In object oriented design, there is a strong tendency to implement the set of responsibilities in the same place as the schema of the data. In C++ this is caused by declaring the internal representation and external interface in the same place. The pImpl idiom can mitigate some of the inherent problems in this approach, but in general, thinking about data as an object consistently deflects criticism that the programmer is keeping too much information available when it's not used.

For example, the this pointer points to all the members of an object, not just the ones necessary for the member function. Attempting to reduce the available items to only those necessary for the transform cuts data members from the object. This is normally impossible due to each object's member functions having disjoint sets of considerations. To make the this pointer only point to pertinent data and no more, we have to completely change how member functions of a class take their responsibilities and turn them into access patterns. This is a non-trivial change.
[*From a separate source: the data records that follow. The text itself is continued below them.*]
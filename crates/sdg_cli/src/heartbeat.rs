//! Coordinator heartbeat (spec.md §6, SPEC_FULL.md §15): a background thread
//! that fires a periodic raw HTTP `HEAD /heartbeat?id=...` request at a
//! coordinator over a plain `TcpStream`. No HTTP client crate appears
//! anywhere in the retrieval pack, so this hand-rolls the one request it
//! needs rather than pulling one in — matching spec.md §1's framing of
//! everything outside the core engine as "thin infrastructure, external
//! collaborator".
//!
//! Never panics and never propagates a failure into the generation path: a
//! send failure is logged at `warn` and counted; after
//! [`MAX_CONSECUTIVE_FAILURES`] in a row the thread gives up and exits quietly.

use std::io::{Read, Write};
use std::net::TcpStream;
use std::sync::atomic::{AtomicBool, Ordering};
use std::sync::Arc;
use std::thread::JoinHandle;
use std::time::Duration;

use tracing::{debug, warn};

const MAX_CONSECUTIVE_FAILURES: u32 = 20;
const INTERVAL: Duration = Duration::from_secs(5);

pub struct Heartbeat {
    stop: Arc<AtomicBool>,
    handle: Option<JoinHandle<()>>,
}

impl Heartbeat {
    /// Spawns the background thread against `addr` (`host:port`), reporting
    /// as `node_id`. Stops itself early after `MAX_CONSECUTIVE_FAILURES`.
    pub fn spawn(addr: String, node_id: u32) -> Self {
        let stop = Arc::new(AtomicBool::new(false));
        let thread_stop = Arc::clone(&stop);
        let handle = std::thread::spawn(move || run(&addr, node_id, &thread_stop));
        Heartbeat {
            stop,
            handle: Some(handle),
        }
    }

    /// Signals the thread to stop and joins it. Never panics even if the
    /// thread already exited on its own (e.g. failure budget exhausted).
    pub fn stop(mut self) {
        self.stop.store(true, Ordering::Relaxed);
        if let Some(handle) = self.handle.take() {
            let _ = handle.join();
        }
    }
}

const POLL: Duration = Duration::from_millis(50);

fn run(addr: &str, node_id: u32, stop: &AtomicBool) {
    let mut consecutive_failures = 0u32;
    while !stop.load(Ordering::Relaxed) && consecutive_failures < MAX_CONSECUTIVE_FAILURES {
        match send_heartbeat(addr, node_id) {
            Ok(()) => {
                debug!(addr, node_id, "heartbeat sent");
                consecutive_failures = 0;
            }
            Err(e) => {
                consecutive_failures += 1;
                warn!(addr, node_id, consecutive_failures, error = %e, "heartbeat send failed");
            }
        }
        sleep_unless_stopped(INTERVAL, stop);
    }
    if consecutive_failures >= MAX_CONSECUTIVE_FAILURES {
        warn!(addr, node_id, "giving up on coordinator heartbeat after too many failures");
    }
}

/// Sleeps `duration` in short increments so a `stop()` call is observed
/// within one `POLL` tick rather than blocking a full `INTERVAL`.
fn sleep_unless_stopped(duration: Duration, stop: &AtomicBool) {
    let mut remaining = duration;
    while remaining > Duration::ZERO && !stop.load(Ordering::Relaxed) {
        let step = remaining.min(POLL);
        std::thread::sleep(step);
        remaining -= step;
    }
}

fn send_heartbeat(addr: &str, node_id: u32) -> std::io::Result<()> {
    let mut stream = TcpStream::connect(addr)?;
    let request = format!(
        "HEAD /heartbeat?id={node_id} HTTP/1.1\r\nHost: {addr}\r\nConnection: close\r\n\r\n"
    );
    stream.write_all(request.as_bytes())?;
    let mut discard = [0u8; 256];
    let _ = stream.read(&mut discard);
    Ok(())
}
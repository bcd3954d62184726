//! `ReferenceProvider<R, Rng>` (spec §4.7): supplies a parent record of type
//! `Parent` to a child record of type `R`. Grounded in
//! `examples/original_source/src/cpp/hydrator/{ClusteredReferenceHydrator,ReferencedRecordHydrator}.h`.

use std::marker::PhantomData;
use std::sync::{Arc, Mutex};

use sdg_core::{GenId, HierarchicalRng, Record};

use crate::error::{ChainSignal, EngineError};
use crate::error::{ChainResult, InvalidRecord};
use crate::interval::Interval;
use crate::inspector::SequenceInspector;
use crate::predicate::EqualityPredicate;
use crate::provider::value::ValueProvider;

/// The parent a reference provider resolved, plus (for clustered references)
/// the child's position within its parent's block — the Rust analogue of
/// `ClusteredReferenceHydrator`'s optional `PositionSetter` argument.
pub struct ReferenceOutcome<P> {
    pub parent: P,
    pub local_position: Option<u64>,
}

pub trait ReferenceProvider<R: Record, Rng: HierarchicalRng> {
    type Parent: Record;

    fn arity(&self) -> u16 {
        0
    }

    fn apply(&self, record: &R, rng: &mut Rng) -> ChainResult<ReferenceOutcome<Self::Parent>>;

    /// The interval of child positions that resolve to the parent at
    /// `parent_gen_id`. `None` when this provider has no closed-form
    /// inverse (the random/predicate-driven provider).
    fn reference_range(&self, _parent_gen_id: GenId) -> Option<Interval> {
        None
    }
}

/// Splits the child sequence into fixed `max_children`-sized blocks, one per
/// parent, in parent order. `children_count` reads the parent's actual child
/// count (an arity-0 value provider over `Parent`, typically
/// [`crate::provider::value::ContextField`]); a child whose local slot falls
/// at or past that count is the block's unused tail and raises
/// [`InvalidRecord`], exactly as `ClusteredReferenceHydrator` does.
///
/// Caches the last resolved parent by parent id — children of the same
/// parent are generated consecutively, so this turns the usual access
/// pattern into one `SequenceInspector::at` call per parent rather than one
/// per child.
pub struct ClusteredReferenceProvider<R, ParentR, CC, Rng>
where
    ParentR: Record,
{
    max_children: u64,
    children_count: CC,
    parent_set: Arc<SequenceInspector<ParentR, Rng>>,
    cache: Mutex<Option<(GenId, ParentR)>>,
    _marker: PhantomData<R>,
}

impl<R, ParentR, CC, Rng> ClusteredReferenceProvider<R, ParentR, CC, Rng>
where
    R: Record,
    ParentR: Record,
    Rng: HierarchicalRng,
    CC: ValueProvider<ParentR, Rng, Value = u64>,
{
    pub fn new(max_children: u64, children_count: CC, parent_set: Arc<SequenceInspector<ParentR, Rng>>) -> Self {
        ClusteredReferenceProvider {
            max_children,
            children_count,
            parent_set,
            cache: Mutex::new(None),
            _marker: PhantomData,
        }
    }

    fn resolve_parent(&self, parent_id: GenId) -> ChainResult<ParentR> {
        {
            let cache = self.cache.lock().unwrap();
            if let Some((cached_id, parent)) = cache.as_ref() {
                if *cached_id == parent_id {
                    return Ok(parent.clone());
                }
            }
        }
        let parent = self.parent_set.at(parent_id)?;
        *self.cache.lock().unwrap() = Some((parent_id, parent.clone()));
        Ok(parent)
    }
}

impl<R, ParentR, CC, Rng> ReferenceProvider<R, Rng> for ClusteredReferenceProvider<R, ParentR, CC, Rng>
where
    R: Record,
    ParentR: Record,
    Rng: HierarchicalRng,
    CC: ValueProvider<ParentR, Rng, Value = u64>,
{
    type Parent = ParentR;

    fn arity(&self) -> u16 {
        0
    }

    fn apply(&self, record: &R, rng: &mut Rng) -> ChainResult<ReferenceOutcome<ParentR>> {
        let nested_gen_id = record.gen_id();
        let parent_id = nested_gen_id / self.max_children;
        let slot = nested_gen_id % self.max_children;

        let parent = self.resolve_parent(parent_id)?;
        let children_count = self.children_count.apply(&parent, rng)?;

        if slot < children_count {
            Ok(ReferenceOutcome {
                parent,
                local_position: Some(slot),
            })
        } else {
            Err(ChainSignal::Invalid(InvalidRecord {
                current_gen_id: nested_gen_id,
                max_children: self.max_children,
                current_period_size: children_count,
            }))
        }
    }

    fn reference_range(&self, parent_gen_id: GenId) -> Option<Interval> {
        Some(Interval::new(
            parent_gen_id * self.max_children,
            (parent_gen_id + 1) * self.max_children,
        ))
    }
}

/// Picks a parent uniformly at random from the position range satisfying an
/// `EqualityPredicate` built from the child record's own fields. If the
/// drawn position is itself an invalid clustered child, re-draws once within
/// the range `InvalidRecord` reports as that period's valid prefix; a second
/// failure is a fatal generation error rather than a second retry (spec
/// §4.7).
pub struct RandomReferenceProvider<R, ParentR, Rng, PB> {
    parent_set: Arc<SequenceInspector<ParentR, Rng>>,
    predicate_builder: PB,
    _marker: PhantomData<(R, Rng)>,
}

impl<R, ParentR, Rng, PB> RandomReferenceProvider<R, ParentR, Rng, PB>
where
    R: Record,
    ParentR: Record,
    Rng: HierarchicalRng,
    PB: Fn(&R) -> EqualityPredicate<ParentR>,
{
    pub fn new(parent_set: Arc<SequenceInspector<ParentR, Rng>>, predicate_builder: PB) -> Self {
        RandomReferenceProvider {
            parent_set,
            predicate_builder,
            _marker: PhantomData,
        }
    }

    fn uniform_position(range: Interval, rng: &mut Rng) -> GenId {
        let span = range.len();
        let offset = (rng.next() * span as f64) as u64;
        range.start + offset.min(span.saturating_sub(1))
    }
}

impl<R, ParentR, Rng, PB> ReferenceProvider<R, Rng> for RandomReferenceProvider<R, ParentR, Rng, PB>
where
    R: Record,
    ParentR: Record,
    Rng: HierarchicalRng,
    PB: Fn(&R) -> EqualityPredicate<ParentR>,
{
    type Parent = ParentR;

    fn arity(&self) -> u16 {
        1
    }

    fn apply(&self, record: &R, rng: &mut Rng) -> ChainResult<ReferenceOutcome<ParentR>> {
        let predicate = (self.predicate_builder)(record);
        let range = self.parent_set.filter(&predicate);
        if range.is_empty() {
            return Err(EngineError::GenerationAborted(
                "random reference provider found no parent matching its predicate".to_string(),
            )
            .into());
        }

        let pos = Self::uniform_position(range, rng);
        match self.parent_set.at(pos) {
            Ok(parent) => Ok(ReferenceOutcome {
                parent,
                local_position: None,
            }),
            Err(ChainSignal::Invalid(invalid)) => {
                let retry_range = Interval::new(invalid.prev_valid_gen_id_min(), invalid.prev_valid_gen_id_max());
                if retry_range.is_empty() {
                    return Err(EngineError::GenerationAborted(
                        "random reference provider's retry range was empty".to_string(),
                    )
                    .into());
                }
                let retry_pos = Self::uniform_position(retry_range, rng);
                match self.parent_set.at(retry_pos) {
                    Ok(parent) => Ok(ReferenceOutcome {
                        parent,
                        local_position: None,
                    }),
                    Err(ChainSignal::Invalid(_)) => Err(EngineError::GenerationAborted(
                        "random reference provider exhausted its single retry".to_string(),
                    )
                    .into()),
                    Err(fatal) => Err(fatal),
                }
            }
            Err(fatal) => Err(fatal),
        }
    }
}

#[cfg(test)]
mod tests {
    use super::*;
    use sdg_core::{FieldAccessor, HashRng};

    use crate::chain::{ChainMode, SetterChain};
    use crate::provider::value::{Clustered, Constant, ContextField};
    use crate::setter::FieldSetter;

    #[derive(Clone)]
    struct Customer {
        gen_id: GenId,
        tier: &'static str,
        child_count: u64,
    }

    impl Record for Customer {
        fn gen_id(&self) -> GenId {
            self.gen_id
        }
        fn with_gen_id(gen_id: GenId) -> Self {
            Customer {
                gen_id,
                tier: "low",
                child_count: 3,
            }
        }
    }

    struct TierField;
    impl FieldAccessor<Customer> for TierField {
        type Value = &'static str;
        fn get(record: &Customer) -> &'static str {
            record.tier
        }
        fn set(record: &mut Customer, value: &'static str) {
            record.tier = value;
        }
    }

    struct ChildCountField;
    impl FieldAccessor<Customer> for ChildCountField {
        type Value = u64;
        fn get(record: &Customer) -> u64 {
            record.child_count
        }
        fn set(record: &mut Customer, value: u64) {
            record.child_count = value;
        }
    }

    #[derive(Clone)]
    struct Order {
        gen_id: GenId,
        customer: sdg_core::RecordRef,
        slot: u64,
    }

    impl Record for Order {
        fn gen_id(&self) -> GenId {
            self.gen_id
        }
        fn with_gen_id(gen_id: GenId) -> Self {
            Order {
                gen_id,
                customer: sdg_core::RecordRef(0),
                slot: 0,
            }
        }
    }

    fn build_customer_inspector(child_count: u64) -> Arc<SequenceInspector<Customer, HashRng>> {
        let mut chain = SetterChain::new(ChainMode::Random);
        chain.push(Box::new(FieldSetter::<Customer, TierField, _, HashRng>::new(
            Constant::new("low"),
        )));
        chain.push(Box::new(FieldSetter::<Customer, ChildCountField, _, HashRng>::new(
            Constant::new(child_count),
        )));
        Arc::new(SequenceInspector::new(100, HashRng::from_components(&[3]), chain))
    }

    #[test]
    fn clustered_reference_provider_emits_parent_and_slot_within_bounds() {
        let customers = build_customer_inspector(5);
        let provider: ClusteredReferenceProvider<Order, Customer, _, HashRng> =
            ClusteredReferenceProvider::new(7, ContextField::<Customer, ChildCountField>::new(), customers);

        let child = Order::with_gen_id(14); // parent 2, slot 0 (14 / 7 = 2, 14 % 7 = 0)
        let mut rng = HashRng::from_components(&[1]);
        let outcome = provider.apply(&child, &mut rng).unwrap();
        assert_eq!(outcome.parent.gen_id(), 2);
        assert_eq!(outcome.local_position, Some(0));
    }

    #[test]
    fn clustered_reference_provider_raises_invalid_record_past_child_count() {
        let customers = build_customer_inspector(3);
        let provider: ClusteredReferenceProvider<Order, Customer, _, HashRng> =
            ClusteredReferenceProvider::new(7, ContextField::<Customer, ChildCountField>::new(), customers);

        let child = Order::with_gen_id(14 + 5); // parent 2, slot 5, but only 3 valid children
        let mut rng = HashRng::from_components(&[1]);
        let err = provider.apply(&child, &mut rng).unwrap_err();
        match err {
            ChainSignal::Invalid(invalid) => {
                assert_eq!(invalid.current_gen_id, 19);
                assert_eq!(invalid.max_children, 7);
                assert_eq!(invalid.current_period_size, 3);
                assert_eq!(invalid.next_valid_gen_id(), 21);
            }
            other => panic!("expected InvalidRecord, got {other:?}"),
        }
    }

    #[test]
    fn clustered_reference_provider_reference_range_spans_one_parent_block() {
        let customers = build_customer_inspector(5);
        let provider: ClusteredReferenceProvider<Order, Customer, _, HashRng> =
            ClusteredReferenceProvider::new(7, ContextField::<Customer, ChildCountField>::new(), customers);
        assert_eq!(provider.reference_range(2), Some(Interval::new(14, 21)));
    }

    #[test]
    fn random_reference_provider_picks_within_the_predicate_range() {
        let customers = build_customer_inspector(5);
        let provider = RandomReferenceProvider::new(customers, |_child: &Order| {
            let mut predicate = EqualityPredicate::<Customer>::new();
            predicate.bind::<TierField>("low").unwrap();
            predicate
        });

        let child = Order::with_gen_id(0);
        let mut rng = HashRng::from_components(&[5]);
        let outcome = provider.apply(&child, &mut rng).unwrap();
        assert!(outcome.parent.gen_id() < 100);
        assert_eq!(outcome.parent.tier, "low");
    }

    #[test]
    fn random_reference_provider_errors_when_nothing_matches() {
        let customers = build_customer_inspector(5);
        let provider = RandomReferenceProvider::new(customers, |_child: &Order| {
            let mut predicate = EqualityPredicate::<Customer>::new();
            predicate.bind::<TierField>("nonexistent").unwrap();
            predicate
        });

        let child = Order::with_gen_id(0);
        let mut rng = HashRng::from_components(&[5]);
        let err = provider.apply(&child, &mut rng).unwrap_err();
        assert!(matches!(err, ChainSignal::Fatal(EngineError::GenerationAborted(_))));
    }
}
C++ classes inherently couple data members of a class to each other via their member functions and member functions are coupled to each other by the data they operate on. To reduce coupling, you have to invoke higher level lower performance features of the language.

In conclusion, keeping your data in collections of actually related data is better than keeping them in collections of related by owner. In many cases, game engines already separate out parts of entities into different pieces such as physics, rendering, gameplay, and audio entities. The optimal solution is somewhere between this and every member of every entity being accessed purely by foreign key.